Still Struggling Between Platforms and Microservices? Think About Your Data Models
Wouldn’t it be nice if every enterprise technology decision was black and white? We all know digital transformation requires us to be agile and move quickly — but it’s not that simple.
In a perfect world, you might be able to leave your legacy-laden monolith IT infrastructure behind to achieve greater agility. However, a recent discussion between our own Samer Fallouh (VP of Engineering) and Russell Villemez (Head of Technology Strategy) showed just how complicated that would be.
To further solidify the common ground between platforms and microservices, Samer and Russell spoke again — this time about the implications of data when you’re building microservices and monoliths.
How Do Microservices and Platforms Impact Data Models?
Russell: Microservices architectures take a decentralized approach towards data management. There is no unifying schema. Every microservice implements it’s own data model and view. While that reinforces the objectives of agile, and lets developers move quickly, it does not solve the very real need to have a single, enterprise view of certain types of data.
In contrast, a platform approach can be used to deliver that single, enterprise view. It starts with the canonical data model for data at rest, and very often carries over that same canonical data model for data in motion. In other words, the platform provides access to enterprise master databases — whether from microservices or otherwise — and enforces consistent adherence to the canonical model as data moves into and out of those databases
Samer: You’re right, you build a platform with microservices architecture in the name of agility. Your data will be distributed in most cases to the different microservices, but as you add more and more across the organizations a centralized data, a one place of truth, might not happen. At that point, there’s just too much rework and refactoring that needs to be done because of varied data structures.
But at the same time, having a common model comes with its own challenges.
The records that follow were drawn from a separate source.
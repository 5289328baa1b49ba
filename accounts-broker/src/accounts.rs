//! Account lifecycle: creation, credential checks and password replacement
//!
//! This component never touches session tokens.

use std::sync::Arc;

use accounts_core::{PasswordHasher, PasswordPolicy};
use chrono::{DateTime, Duration, Utc};

use crate::error::BrokerError;
use crate::store::{normalize_id, Account, AccountRepo, AccountStatus, AccountStore};

/// Default password validity window
pub const DEFAULT_PASSWORD_VALIDITY_DAYS: i64 = 30;

pub struct AccountService<S> {
    store: Arc<S>,
    hasher: Box<dyn PasswordHasher>,
    policy: PasswordPolicy,
    /// Zero means passwords never expire
    password_validity: Duration,
}

impl<S: AccountStore> AccountService<S> {
    pub fn new(
        store: Arc<S>,
        hasher: Box<dyn PasswordHasher>,
        policy: PasswordPolicy,
        password_validity: Duration,
    ) -> Self {
        Self {
            store,
            hasher,
            policy,
            password_validity,
        }
    }

    pub fn policy(&self) -> &PasswordPolicy {
        &self.policy
    }

    /// Validate registration input and build the account to persist
    pub fn new_account(
        &self,
        id: &str,
        name: &str,
        surname: &str,
        password: &str,
    ) -> Result<Account, BrokerError> {
        let id = normalize_id(id);
        if id.is_empty() {
            return Err(BrokerError::InvalidInput("an email address is required".into()));
        }
        if name.trim().is_empty() {
            return Err(BrokerError::InvalidInput("a name is required".into()));
        }
        self.policy.check(password)?;

        let now = Utc::now();
        Ok(Account {
            id: id.to_string(),
            name: name.trim().to_string(),
            surname: surname.trim().to_string(),
            password_digest: self.hasher.digest(password)?,
            must_reset_on_next_login: false,
            status: AccountStatus::PendingConfirmation,
            password_updated_at: now,
            created_at: now,
            updated_at: now,
        })
    }

    /// Persist a new account through `repo`
    pub fn create_in(&self, repo: &dyn AccountRepo, account: &Account) -> Result<(), BrokerError> {
        if repo.find_account(&account.id)?.is_some() {
            return Err(BrokerError::AlreadyExists);
        }
        repo.create_account(account)?;
        tracing::info!(account = %account.id, "Account created");
        Ok(())
    }

    /// Get an account by identifier
    pub fn get(&self, id: &str) -> Result<Account, BrokerError> {
        self.store
            .find_account(normalize_id(id))?
            .ok_or(BrokerError::NotFound)
    }

    /// Remove an account (administrative)
    pub fn delete(&self, id: &str) -> Result<(), BrokerError> {
        let id = normalize_id(id);
        self.store.delete_account(id)?;
        tracing::info!(account = %id, "Account deleted");
        Ok(())
    }

    /// Check a password against the stored digest only, ignoring freshness
    pub fn check_password(&self, id: &str, password: &str) -> Result<Account, BrokerError> {
        let account = self
            .store
            .find_account(normalize_id(id))?
            .ok_or(BrokerError::AuthenticationFailed)?;

        if !self.hasher.compare(password, &account.password_digest)? {
            return Err(BrokerError::AuthenticationFailed);
        }
        Ok(account)
    }

    /// Verify credentials and the password-freshness policy
    pub fn verify_credentials(&self, id: &str, password: &str) -> Result<Account, BrokerError> {
        self.verify_credentials_at(id, password, Utc::now())
    }

    pub fn verify_credentials_at(
        &self,
        id: &str,
        password: &str,
        now: DateTime<Utc>,
    ) -> Result<Account, BrokerError> {
        let account = self.check_password(id, password)?;

        if account.must_reset_on_next_login {
            tracing::debug!(account = %id, "Password reset forced");
            return Err(BrokerError::PasswordResetRequired);
        }
        if !self.is_password_current(&account, now) {
            tracing::debug!(account = %id, "Password expired");
            return Err(BrokerError::PasswordResetRequired);
        }

        Ok(account)
    }

    /// Whether the account's password is inside the validity window at `now`
    pub fn is_password_current(&self, account: &Account, now: DateTime<Utc>) -> bool {
        if self.password_validity <= Duration::zero() {
            return true;
        }
        // A deadline past the calendar's end never arrives
        match account
            .password_updated_at
            .checked_add_signed(self.password_validity)
        {
            Some(deadline) => now < deadline,
            None => true,
        }
    }

    /// Replace an account's password. The old password is not checked.
    pub fn set_password(
        &self,
        id: &str,
        new_password: &str,
        force_reset_next: bool,
    ) -> Result<(), BrokerError> {
        self.store
            .with_transaction(|repo| self.set_password_in(repo, id, new_password, force_reset_next))
    }

    pub fn set_password_in(
        &self,
        repo: &dyn AccountRepo,
        id: &str,
        new_password: &str,
        force_reset_next: bool,
    ) -> Result<(), BrokerError> {
        let id = normalize_id(id);
        let mut account = repo.find_account(id)?.ok_or(BrokerError::NotFound)?;

        let now = Utc::now();
        account.password_digest = self.hasher.digest(new_password)?;
        account.password_updated_at = now;
        account.must_reset_on_next_login = force_reset_next;
        account.updated_at = now;
        repo.update_account(&account)?;

        tracing::info!(account = %id, force_reset_next, "Password replaced");
        Ok(())
    }
}

#[cfg(test)]
mod tests {
    use super::*;
    use crate::store::InMemoryAccountStore;
    use accounts_core::Sha256Hasher;

    fn service(validity: Duration) -> AccountService<InMemoryAccountStore> {
        AccountService::new(
            Arc::new(InMemoryAccountStore::new()),
            Box::new(Sha256Hasher),
            PasswordPolicy::default(),
            validity,
        )
    }

    fn register(
        accounts: &AccountService<InMemoryAccountStore>,
        id: &str,
        name: &str,
        password: &str,
    ) -> Result<Account, BrokerError> {
        let account = accounts.new_account(id, name, "Lu", password)?;
        accounts
            .store
            .with_transaction(|repo| accounts.create_in(repo, &account))?;
        Ok(account)
    }

    #[test]
    fn test_register_validates_input() {
        let accounts = service(Duration::days(30));

        assert!(matches!(
            register(&accounts, "", "Ana", "pw123"),
            Err(BrokerError::InvalidInput(_))
        ));
        assert!(matches!(
            register(&accounts, "a@x.com", " ", "pw123"),
            Err(BrokerError::InvalidInput(_))
        ));
        assert!(matches!(
            register(&accounts, "a@x.com", "Ana", ""),
            Err(BrokerError::InvalidInput(_))
        ));
    }

    #[test]
    fn test_register_stores_digest_not_cleartext() {
        let accounts = service(Duration::days(30));
        let account = register(&accounts, "a@x.com", "Ana", "pw123").unwrap();

        assert_ne!(account.password_digest, "pw123");
        assert_eq!(account.status, AccountStatus::PendingConfirmation);
        assert!(!account.must_reset_on_next_login);
        assert!(matches!(
            register(&accounts, "a@x.com", "Otra", "pw456"),
            Err(BrokerError::AlreadyExists)
        ));
    }

    #[test]
    fn test_unknown_account_and_wrong_password_look_the_same() {
        let accounts = service(Duration::days(30));
        register(&accounts, "a@x.com", "Ana", "pw123").unwrap();

        assert!(matches!(
            accounts.verify_credentials("nobody@x.com", "pw123"),
            Err(BrokerError::AuthenticationFailed)
        ));
        assert!(matches!(
            accounts.verify_credentials("a@x.com", "wrong"),
            Err(BrokerError::AuthenticationFailed)
        ));
        assert!(accounts.verify_credentials("a@x.com", "pw123").is_ok());
    }

    #[test]
    fn test_password_age_boundary() {
        let accounts = service(Duration::hours(24));
        let account = register(&accounts, "a@x.com", "Ana", "pw123").unwrap();
        let updated = account.password_updated_at;

        let stale = updated + Duration::hours(24) + Duration::seconds(1);
        assert!(matches!(
            accounts.verify_credentials_at("a@x.com", "pw123", stale),
            Err(BrokerError::PasswordResetRequired)
        ));

        let fresh = updated + Duration::hours(23) + Duration::minutes(59) + Duration::seconds(59);
        assert!(accounts.verify_credentials_at("a@x.com", "pw123", fresh).is_ok());
    }

    #[test]
    fn test_zero_validity_never_expires() {
        let accounts = service(Duration::zero());
        let account = register(&accounts, "a@x.com", "Ana", "pw123").unwrap();

        let much_later = account.password_updated_at + Duration::days(3650);
        assert!(accounts
            .verify_credentials_at("a@x.com", "pw123", much_later)
            .is_ok());
    }

    #[test]
    fn test_forced_reset_then_cleared() {
        let accounts = service(Duration::days(30));
        register(&accounts, "a@x.com", "Ana", "pw123").unwrap();

        accounts.set_password("a@x.com", "temp", true).unwrap();
        assert!(matches!(
            accounts.verify_credentials("a@x.com", "temp"),
            Err(BrokerError::PasswordResetRequired)
        ));

        accounts.set_password("a@x.com", "final", false).unwrap();
        assert!(accounts.verify_credentials("a@x.com", "final").is_ok());
        assert!(matches!(
            accounts.verify_credentials("a@x.com", "pw123"),
            Err(BrokerError::AuthenticationFailed)
        ));
    }

    #[test]
    fn test_validity_past_calendar_end_never_expires() {
        let accounts = service(Duration::try_days(200_000_000).unwrap());
        register(&accounts, "a@x.com", "Ana", "pw123").unwrap();

        assert!(accounts.verify_credentials("a@x.com", "pw123").is_ok());
    }

    #[test]
    fn test_padded_identifier_is_normalized() {
        let accounts = service(Duration::days(30));
        let account = register(&accounts, " a@x.com ", "Ana", "pw123").unwrap();
        assert_eq!(account.id, "a@x.com");

        assert!(accounts.verify_credentials(" a@x.com ", "pw123").is_ok());
        assert!(accounts.verify_credentials("a@x.com", "pw123").is_ok());
        assert_eq!(accounts.get("	a@x.com").unwrap().id, "a@x.com");

        accounts.set_password(" a@x.com", "newpw", false).unwrap();
        assert!(accounts.verify_credentials("a@x.com", "newpw").is_ok());

        accounts.delete("a@x.com ").unwrap();
        assert!(matches!(accounts.get("a@x.com"), Err(BrokerError::NotFound)));
    }

    #[test]
    fn test_set_password_unknown_account() {
        let accounts = service(Duration::days(30));
        assert!(matches!(
            accounts.set_password("ghost@x.com", "pw", false),
            Err(BrokerError::NotFound)
        ));
    }
}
When you work on a single data model, individual teams looking to meet agile demands start to step on each other’s toes. And as the technology infrastructure changes, it’s hard to get everyone to agree on the single best approach.
There’s more overlap in this discussion that many people tend to consider.
Russell: You have to know where it makes more sense to sacrifice consistency and where it makes more sense to sacrifice speed and agility. There are many business operations and many industries in which “eventual consistency” doesn’t cut it. In those cases, we need to know the state of things across the enterprise this very millisecond — before we execute the next line of code. Therefore we must have a predetermined architecture that provides that capability. And “predetermined” means slowing down and designing for the bigger picture before jumping in and writing code around a highly localized data model.
I think we can decide which type of approach is most appropriate on a subject area by subject areas basis. For example “a consistent, single view of the Customer” may be more critical to the enterprise than “a consistent single view of Supplier”. And if you’re working on a microservice that touches Customer, you better adhere to the enterprise canonical. So ideally, every team should be aware of the enterprise data strategy so that rogue implementations are prevented.
Given the Data Model Challenges, What’s the Conclusion to the Platforms and Microservices Debate?
Samer: No matter what you’re building, you need a team that can zoom into and out of the situation to understand the short-term and long-term needs (a skill we can all learn from designers). Your business model will evolve to provide more value to your customers, you need to empower your business with technology that can adapt to your changes; which is why you need to know the value of microservices while integrating the virtues of monoliths. It’s never going to be one answer to all problems, you need to define the problem well and tailor your technology solution to address today’s need and be flexible enough to grow in the future.
Russell: It’s not an “either/or”. You have to use the right tools to solve the specific problem. Do you need to quickly experiment and innovate rapidly? Lean into microservices with the expectation of eventual integration down the road. Do you need to integrate with COTS, legacy, or enterprise wide applications? Take the time to develop a data strategy and platform requirements before you start. Note that in the case of the latter, this doesn’t mean that you have to sacrifice a loosely-coupled implementation. It simply requires more upfront planning and architecting to determine whether or not there’s a canonical model and an enterprise platform, and how to use them.
Platforms or Microservices? It’s All About Strategy
At first glance, it might seem easy to choose between microservices or monoliths based on the data model you want to work with. But in reality, the decision is all about a healthy balance with the right strategy in mind.